Because DNF “adopts and incorporates Halsted's motion to dismiss . . . and reply brief” (DNF Mov. Br. at 1), the Court primarily cites to Halsted's motion papers and refers to the arguments as being made by both “Defendants.” Furthermore, because the Court concludes that Plaintiff fails to state an FDCPA claim as a matter of law, it need not address DNF's specific argument that the amended allegations fail as to it under Rule 8(a). (See DNF Mov. Br. at 3-4).

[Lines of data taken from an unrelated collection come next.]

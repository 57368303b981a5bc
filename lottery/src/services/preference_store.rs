//! File-backed preference store
//!
//! Preferences are kept as pretty-printed JSON in a single file.

use std::path::{Path, PathBuf};

use async_trait::async_trait;
use tokio::fs;
use tracing::debug;

use crate::config::LotteryConfig;
use crate::error::{LotteryError, LotteryResult};
use crate::traits::PreferenceStore;

pub const DEFAULT_PREFERENCES_FILE: &str = "./jx3-lottery-storage.json";

pub struct RealPreferenceStore {
    path: PathBuf,
}

impl RealPreferenceStore {
    /// Store backed by the default file in the working directory
    pub fn new() -> Self {
        Self::with_path(PathBuf::from(DEFAULT_PREFERENCES_FILE))
    }

    pub fn with_path(path: PathBuf) -> Self {
        Self { path }
    }

    pub fn path(&self) -> &Path {
        &self.path
    }

    fn store_error(&self, operation: &str, source: std::io::Error) -> LotteryError {
        LotteryError::PreferenceStoreError {
            operation: operation.to_string(),
            path: self.path.display().to_string(),
            source,
        }
    }
}

impl Default for RealPreferenceStore {
    fn default() -> Self {
        Self::new()
    }
}

#[async_trait]
impl PreferenceStore for RealPreferenceStore {
    async fn load(&self) -> LotteryResult<Option<LotteryConfig>> {
        let content = match fs::read_to_string(&self.path).await {
            Ok(content) => content,
            Err(e) if e.kind() == std::io::ErrorKind::NotFound => {
                debug!(path = %self.path.display(), "No stored preferences");
                return Ok(None);
            }
            Err(e) => return Err(self.store_error("read", e)),
        };

        let config: LotteryConfig = serde_json::from_str(&content)?;
        debug!(path = %self.path.display(), "Loaded preferences");
        Ok(Some(config))
    }

    async fn save(&self, config: &LotteryConfig) -> LotteryResult<()> {
        if let Some(parent) = self.path.parent() {
            if !parent.as_os_str().is_empty() {
                fs::create_dir_all(parent)
                    .await
                    .map_err(|e| self.store_error("create directory", e))?;
            }
        }

        let content = serde_json::to_string_pretty(config)?;
        fs::write(&self.path, content)
            .await
            .map_err(|e| self.store_error("write", e))?;

        debug!(path = %self.path.display(), "💾 Saved preferences");
        Ok(())
    }
}
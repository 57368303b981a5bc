//! Lottery binary entry point
//!
//! Loads stored preferences, applies command line overrides, runs one draw and
//! prints the outcome.

use std::env;
use std::path::PathBuf;

use clap::Parser;
use rand::rngs::StdRng;
use rand::SeedableRng;

use lottery::traits::{load_or_default, save_session};
use lottery::{DrawSession, LotteryConfig, LotteryResult, RealPreferenceStore};
use shared::{logging, session_debug, session_warn, DrawMode, DrawOutcome};

/// Draw internal skills for a player, a team, or from a custom list
#[derive(Parser)]
#[command(name = "lottery")]
#[command(about = "Randomly assigns internal skills to players")]
pub struct Args {
    /// Draw mode (single, team, custom); defaults to the stored mode
    #[arg(long)]
    pub mode: Option<DrawMode>,

    /// Team roster labels, comma separated
    #[arg(long, value_delimiter = ',')]
    pub members: Vec<String>,

    /// Number of healer skills required in a team draw
    #[arg(long)]
    pub healers: Option<usize>,

    /// Roster slots (0-based) that must receive a healer, comma separated
    #[arg(long, value_delimiter = ',')]
    pub pin: Vec<usize>,

    /// Allow the same skill to be assigned to several members
    /// (`--allow-repeat=false` turns a stored setting off)
    #[arg(long, num_args = 0..=1, require_equals = true, default_missing_value = "true")]
    pub allow_repeat: Option<bool>,

    /// Catalog ids to draw from, comma separated
    #[arg(long, value_delimiter = ',')]
    pub select: Vec<String>,

    /// Custom option label (repeatable)
    #[arg(long = "option")]
    pub options: Vec<String>,

    /// Preferences file (falls back to LOTTERY_PREFERENCES, then ./jx3-lottery-storage.json)
    #[arg(long)]
    pub preferences: Option<PathBuf>,

    /// Write the effective configuration back to the preferences file
    #[arg(long)]
    pub save: bool,

    /// Seed for a reproducible draw
    #[arg(long)]
    pub seed: Option<u64>,

    /// Print the outcome as JSON
    #[arg(long)]
    pub json: bool,

    /// Log level (trace, debug, info, warn, error)
    #[arg(long, default_value = "warn")]
    pub log_level: String,
}

impl Args {
    /// Overlay command line choices on stored preferences
    fn apply(&self, config: &mut LotteryConfig) {
        if let Some(mode) = self.mode {
            config.mode = mode;
        }
        if !self.members.is_empty() {
            config.members = self.members.clone();
        }
        if let Some(healers) = self.healers {
            config.healer_count = healers;
        }
        if !self.pin.is_empty() {
            config.pinned_healers = self.pin.iter().copied().collect();
        }
        if let Some(allow_repeat) = self.allow_repeat {
            config.allow_repeat = allow_repeat;
        }
        if !self.select.is_empty() {
            config.selected_ids = self.select.clone();
        }
        if !self.options.is_empty() {
            config.custom_options = self.options.clone();
        }
    }
}

fn print_outcome(outcome: Option<&DrawOutcome>) {
    let Some(outcome) = outcome else {
        println!("No result: please choose items first");
        return;
    };

    match outcome {
        DrawOutcome::Single(result) => println!("🎯 {}", result.name),
        DrawOutcome::Team(results) => {
            for result in results {
                let member = result.member.as_deref().unwrap_or("-");
                let marker = if result.is_healer() { " (healer)" } else { "" };
                println!("{member:<16} {}{marker}", result.name);
            }
        }
    }
}

#[tokio::main]
async fn main() -> LotteryResult<()> {
    dotenv::dotenv().ok();
    let args = Args::parse();

    logging::init_tracing_with_level(Some(&args.log_level));

    let preferences_path = args
        .preferences
        .clone()
        .or_else(|| env::var("LOTTERY_PREFERENCES").ok().map(PathBuf::from));
    let store = match preferences_path {
        Some(path) => RealPreferenceStore::with_path(path),
        None => RealPreferenceStore::new(),
    };

    let mut config = load_or_default(&store).await?;
    args.apply(&mut config);
    config.validate()?;

    let mut session = DrawSession::new(config);
    logging::log_startup(session.id(), &format!("{} draw", session.config().mode));
    session_debug!(
        session.id(),
        preferences = %store.path().display(),
        seed = ?args.seed,
        "Configuration loaded"
    );
    if session.config().pinned_healers.len() > session.config().healer_count {
        session_warn!(
            session.id(),
            pinned = session.config().pinned_healers.len(),
            quota = session.config().healer_count,
            "More pinned slots than healers; extra slots are seated randomly"
        );
    }

    let outcome = match args.seed {
        Some(seed) => session.start_draw_with_rng(&mut StdRng::seed_from_u64(seed))?,
        None => session.start_draw()?,
    };
    // Nothing animates here, so the draw is over as soon as it is printed.
    session.finish_spin();

    if args.json {
        println!("{}", serde_json::to_string_pretty(&outcome)?);
    } else {
        print_outcome(outcome.as_ref());
    }

    if args.save {
        save_session(&store, &session).await?;
    }

    Ok(())
}
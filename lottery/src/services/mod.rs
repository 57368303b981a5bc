//! Service implementations
//!
//! Real implementations of the service traits that perform actual I/O.

pub mod preference_store;

#[cfg(test)]
pub mod tests;

pub use preference_store::RealPreferenceStore;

A. The Compromise Offers Do Not Overshadow or Contradict the Validation Notice Under 15 U.S.C. § 1692g

The “debt validation provisions of [S]ection 1692g were included by Congress to guarantee that consumers would receive adequate notice of their rights under the law.” Wilson v. Quadramed Corp., 225 F.3d 350, 354 (3d Cir. 2000) (citing Miller v. Payco-General Am. Credit, Inc., 943 F.2d 482, 484 (4th Cir. 1991)). Pursuant to Section 1692g, a debt collector must provide the following information in writing to the debtor “[w]ithin five days after the initial communication with a consumer . . . unless the following information is contained in the initial communication or the consumer has paid the debt”:

(1) the amount of the debt;
(2) the name of the creditor to whom the debt is owed;
(3) a statement that unless the consumer, within thirty days after receipt of the notice, disputes the validity of the debt, or any portion thereof, the debt will be assumed to be valid by the debt collector;
(4) a statement that if the consumer notifies the debt collector in writing within the thirty-day period that the debt, or any portion thereof, is disputed, the debt collector will obtain verification of the debt or a copy of a judgment against the consumer and a copy of such verification or judgment will be mailed to the consumer by the debt collector; and
(5) a statement that, upon the consumer's written request within the thirty-day period, the debt collector will provide the consumer with the name and address of the original creditor, if different from the current creditor.
15 U.S.C. § 1692g(a). “Paragraphs 3 through 5 of [S]ection 1692g(a) contain the validation notice-the statements that inform the consumer how to obtain verification of the debt and that he has thirty days in which to do so.” Caprio v. Healthcare Revenue Recovery Grp., LLC, 709 F.3d 142, 147 (3d Cir. 2013) (quoting Wilson, 225 F.3d at 353-54). After a consumer disputes a debt in writing within the thirty-day period or seeks clarification as to the identity of the original creditor, Section 1692g(b) provides that “the debt collector shall cease collection of the debt, or any disputed portion thereof, until the debt collector obtains verification of the debt or a copy of a judgment, or the name and address of the original creditor, and a copy of such verification or judgment, or name and address of the original creditor, is mailed to the consumer by the debt collector.” § 1692g(b).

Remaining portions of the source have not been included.